Last month, I was lucky enough to get early access to Divinity: Original Sin 2
and I'll be honest, I had a pretty great time
. The Game Preview version allows access to all of Act 1, and that meant I had lots of people to meet and quests to complete in any way I could imagine. The game is already out on PC, but consoles are getting the "Definitive Edition" and I was curious about what that meant, so when the Michael Douse, head of publishing for the game's developer Larian Studios reached out for an interview, I was glad to get a chance to see just what's changing.For those unfamiliar with the series, what makes Divinity: Original Sin special?

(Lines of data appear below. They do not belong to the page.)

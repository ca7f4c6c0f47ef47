use async_trait::async_trait;
use tokio::{
    io::{AsyncWrite, AsyncWriteExt, Stdout},
    sync::Mutex,
};

use crate::domain::sender::Sender;

/// Writes each message as one line. Concurrent sends never interleave.
pub struct LineSender<W> {
    out: Mutex<W>,
}

pub type StdoutSender = LineSender<Stdout>;

impl StdoutSender {
    pub fn stdout() -> Self {
        Self::new(tokio::io::stdout())
    }
}

impl<W> LineSender<W> {
    pub fn new(out: W) -> Self {
        Self {
            out: Mutex::new(out),
        }
    }

    #[cfg(test)]
    pub fn into_inner(self) -> W {
        self.out.into_inner()
    }
}

#[async_trait]
impl<W> Sender for LineSender<W>
where
    W: AsyncWrite + Unpin + Send + 'static,
{
    async fn send(&self, message: &str) -> anyhow::Result<()> {
        let mut out = self.out.lock().await;
        out.write_all(message.as_bytes()).await?;
        out.write_all(b"\n").await?;
        out.flush().await?;
        Ok(())
    }
}

#[cfg(test)]
mod tests {
    use super::*;

    #[tokio::test]
    async fn test_each_message_is_one_line() {
        let sender = LineSender::new(Vec::<u8>::new());

        sender.send("first").await.unwrap();
        sender.send("second").await.unwrap();

        let written = String::from_utf8(sender.into_inner()).unwrap();
        assert_eq!(written, "first\nsecond\n");
    }
}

It's the only substantial RPG with split-screen coop. When you're playing with family and friends, it's a very tactile experience. There's a lot of interaction. Very much like a board-game, you can really mess with each-other. Poison healing potions and feed them to your friends, or steal things from NPCs in the world and plant them in your friends' bags so they get arrested. That, and with over one million fully voiced words in the game's narrative, it's a very lengthy board-game with many different possibilities of branching narrative in a highly interactive world. In that respect, it's a very human game. In the way it's written, and in the way that it is played. One of the hallmarks of the game is that you can play how you want. Obviously, you can't do literally anything, but it sometimes seems that way. What is your game development philosophy that allows so much choice?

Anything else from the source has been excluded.